**Work item:** Using the data below, return every line that holds the word "kind".

Top of Data to process

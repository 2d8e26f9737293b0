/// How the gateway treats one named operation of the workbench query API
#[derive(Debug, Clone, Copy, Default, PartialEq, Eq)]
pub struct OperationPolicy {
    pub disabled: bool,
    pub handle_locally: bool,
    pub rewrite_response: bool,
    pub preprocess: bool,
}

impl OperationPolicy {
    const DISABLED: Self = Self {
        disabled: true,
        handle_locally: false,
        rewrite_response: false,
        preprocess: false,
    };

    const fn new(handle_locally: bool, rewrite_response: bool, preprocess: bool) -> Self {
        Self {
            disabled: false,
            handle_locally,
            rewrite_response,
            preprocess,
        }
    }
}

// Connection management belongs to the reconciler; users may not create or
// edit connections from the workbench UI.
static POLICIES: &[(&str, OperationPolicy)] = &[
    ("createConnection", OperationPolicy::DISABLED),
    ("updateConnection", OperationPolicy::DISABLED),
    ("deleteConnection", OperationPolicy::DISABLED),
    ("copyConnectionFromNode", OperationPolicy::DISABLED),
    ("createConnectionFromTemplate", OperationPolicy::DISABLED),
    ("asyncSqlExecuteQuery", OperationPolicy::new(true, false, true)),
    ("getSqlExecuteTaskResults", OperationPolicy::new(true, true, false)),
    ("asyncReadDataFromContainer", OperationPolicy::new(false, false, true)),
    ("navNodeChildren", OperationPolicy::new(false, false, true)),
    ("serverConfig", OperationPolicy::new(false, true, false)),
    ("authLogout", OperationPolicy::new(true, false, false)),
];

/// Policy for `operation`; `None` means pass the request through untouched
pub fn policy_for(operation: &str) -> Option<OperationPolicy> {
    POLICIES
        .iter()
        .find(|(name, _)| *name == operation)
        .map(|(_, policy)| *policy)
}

Bottom of Data to process
Top of Data to process

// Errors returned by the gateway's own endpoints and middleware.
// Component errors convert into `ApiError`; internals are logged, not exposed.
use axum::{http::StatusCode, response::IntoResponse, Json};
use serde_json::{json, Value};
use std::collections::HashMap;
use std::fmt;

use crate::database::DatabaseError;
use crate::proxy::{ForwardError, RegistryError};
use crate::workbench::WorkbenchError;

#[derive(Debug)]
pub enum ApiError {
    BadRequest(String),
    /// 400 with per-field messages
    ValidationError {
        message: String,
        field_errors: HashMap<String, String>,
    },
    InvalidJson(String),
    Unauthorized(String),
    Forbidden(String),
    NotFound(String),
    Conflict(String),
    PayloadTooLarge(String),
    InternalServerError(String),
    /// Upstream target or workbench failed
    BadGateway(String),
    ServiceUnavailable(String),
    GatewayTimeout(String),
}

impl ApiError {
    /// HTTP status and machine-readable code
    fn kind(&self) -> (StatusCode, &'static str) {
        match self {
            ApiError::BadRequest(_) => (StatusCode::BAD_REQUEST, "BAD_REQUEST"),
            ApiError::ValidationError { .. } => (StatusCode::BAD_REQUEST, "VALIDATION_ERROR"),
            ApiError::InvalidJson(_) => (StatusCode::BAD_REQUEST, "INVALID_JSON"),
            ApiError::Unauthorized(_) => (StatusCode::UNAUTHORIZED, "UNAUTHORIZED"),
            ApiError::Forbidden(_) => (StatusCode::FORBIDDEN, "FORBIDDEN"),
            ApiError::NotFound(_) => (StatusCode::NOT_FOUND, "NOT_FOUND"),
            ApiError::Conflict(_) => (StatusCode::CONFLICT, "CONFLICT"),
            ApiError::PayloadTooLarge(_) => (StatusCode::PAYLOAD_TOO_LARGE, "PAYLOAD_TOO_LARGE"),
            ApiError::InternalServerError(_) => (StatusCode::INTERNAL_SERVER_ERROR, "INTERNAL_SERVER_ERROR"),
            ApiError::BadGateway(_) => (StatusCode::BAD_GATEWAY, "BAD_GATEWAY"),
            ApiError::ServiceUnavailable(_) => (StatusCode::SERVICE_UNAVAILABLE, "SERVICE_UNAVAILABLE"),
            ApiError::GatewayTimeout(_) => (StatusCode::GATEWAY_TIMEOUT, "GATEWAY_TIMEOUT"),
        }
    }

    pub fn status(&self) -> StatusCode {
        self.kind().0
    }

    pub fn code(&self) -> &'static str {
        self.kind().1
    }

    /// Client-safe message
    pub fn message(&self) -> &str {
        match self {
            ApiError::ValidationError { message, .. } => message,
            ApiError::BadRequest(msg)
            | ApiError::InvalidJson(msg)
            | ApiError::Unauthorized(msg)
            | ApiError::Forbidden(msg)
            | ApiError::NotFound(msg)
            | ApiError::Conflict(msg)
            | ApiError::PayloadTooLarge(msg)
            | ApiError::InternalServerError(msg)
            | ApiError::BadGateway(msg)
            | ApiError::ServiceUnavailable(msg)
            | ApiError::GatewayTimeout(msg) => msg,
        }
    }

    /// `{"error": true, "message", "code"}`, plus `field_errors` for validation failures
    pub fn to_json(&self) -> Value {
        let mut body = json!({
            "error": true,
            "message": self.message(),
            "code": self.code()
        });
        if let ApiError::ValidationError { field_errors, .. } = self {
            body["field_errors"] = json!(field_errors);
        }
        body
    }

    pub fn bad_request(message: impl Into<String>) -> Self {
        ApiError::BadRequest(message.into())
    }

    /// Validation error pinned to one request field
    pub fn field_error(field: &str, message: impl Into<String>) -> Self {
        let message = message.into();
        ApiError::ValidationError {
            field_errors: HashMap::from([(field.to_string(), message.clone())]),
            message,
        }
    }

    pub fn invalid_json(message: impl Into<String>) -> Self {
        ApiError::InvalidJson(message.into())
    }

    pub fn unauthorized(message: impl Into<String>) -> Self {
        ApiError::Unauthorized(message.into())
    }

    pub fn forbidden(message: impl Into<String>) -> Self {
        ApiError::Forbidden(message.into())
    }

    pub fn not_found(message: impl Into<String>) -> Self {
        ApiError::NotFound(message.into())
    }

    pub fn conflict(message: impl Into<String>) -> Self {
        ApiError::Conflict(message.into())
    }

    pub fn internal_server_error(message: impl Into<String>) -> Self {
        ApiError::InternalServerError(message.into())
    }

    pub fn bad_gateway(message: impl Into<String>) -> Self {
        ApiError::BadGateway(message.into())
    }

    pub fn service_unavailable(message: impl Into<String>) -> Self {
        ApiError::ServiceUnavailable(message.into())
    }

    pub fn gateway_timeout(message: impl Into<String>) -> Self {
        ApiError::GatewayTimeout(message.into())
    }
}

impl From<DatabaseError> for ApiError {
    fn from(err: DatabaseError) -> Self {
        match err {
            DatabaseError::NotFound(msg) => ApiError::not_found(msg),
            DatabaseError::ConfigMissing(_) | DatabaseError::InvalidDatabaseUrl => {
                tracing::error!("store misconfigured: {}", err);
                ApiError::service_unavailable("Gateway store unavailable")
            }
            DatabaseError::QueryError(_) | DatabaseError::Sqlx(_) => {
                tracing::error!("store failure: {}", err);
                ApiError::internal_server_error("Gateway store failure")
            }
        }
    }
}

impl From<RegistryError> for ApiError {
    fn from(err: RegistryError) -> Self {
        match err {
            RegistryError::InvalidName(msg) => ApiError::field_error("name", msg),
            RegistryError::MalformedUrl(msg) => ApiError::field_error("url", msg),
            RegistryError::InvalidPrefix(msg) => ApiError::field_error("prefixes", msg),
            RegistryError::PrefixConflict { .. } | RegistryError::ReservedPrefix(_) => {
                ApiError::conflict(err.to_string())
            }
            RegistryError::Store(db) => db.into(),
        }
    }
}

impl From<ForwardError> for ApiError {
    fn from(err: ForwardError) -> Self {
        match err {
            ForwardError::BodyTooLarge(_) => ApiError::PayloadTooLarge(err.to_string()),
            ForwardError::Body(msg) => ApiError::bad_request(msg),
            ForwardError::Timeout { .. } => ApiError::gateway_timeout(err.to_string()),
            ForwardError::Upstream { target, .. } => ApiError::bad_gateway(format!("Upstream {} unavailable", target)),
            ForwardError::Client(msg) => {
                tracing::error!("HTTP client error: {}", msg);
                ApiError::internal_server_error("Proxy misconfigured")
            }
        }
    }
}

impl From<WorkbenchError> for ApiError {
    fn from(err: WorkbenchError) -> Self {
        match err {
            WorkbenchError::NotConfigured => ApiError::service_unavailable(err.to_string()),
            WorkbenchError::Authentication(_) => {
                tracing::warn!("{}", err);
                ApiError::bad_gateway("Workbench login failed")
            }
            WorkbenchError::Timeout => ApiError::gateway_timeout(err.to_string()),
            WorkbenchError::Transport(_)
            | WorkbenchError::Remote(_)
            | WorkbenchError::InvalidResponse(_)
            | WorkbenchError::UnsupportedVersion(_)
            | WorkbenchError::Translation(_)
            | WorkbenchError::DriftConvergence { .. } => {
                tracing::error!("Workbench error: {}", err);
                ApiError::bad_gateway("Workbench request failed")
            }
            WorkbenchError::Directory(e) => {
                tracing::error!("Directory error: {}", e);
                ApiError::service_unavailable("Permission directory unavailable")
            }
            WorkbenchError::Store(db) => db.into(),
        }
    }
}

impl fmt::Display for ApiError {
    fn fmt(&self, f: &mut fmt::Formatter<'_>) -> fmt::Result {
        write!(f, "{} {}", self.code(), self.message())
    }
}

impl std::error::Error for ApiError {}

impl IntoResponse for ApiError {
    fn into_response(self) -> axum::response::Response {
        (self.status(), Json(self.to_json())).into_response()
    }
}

Bottom of Data to process

**Solution to this task:**
    fn kind(&self) -> (StatusCode, &'static str) {
        self.kind().0
        self.kind().1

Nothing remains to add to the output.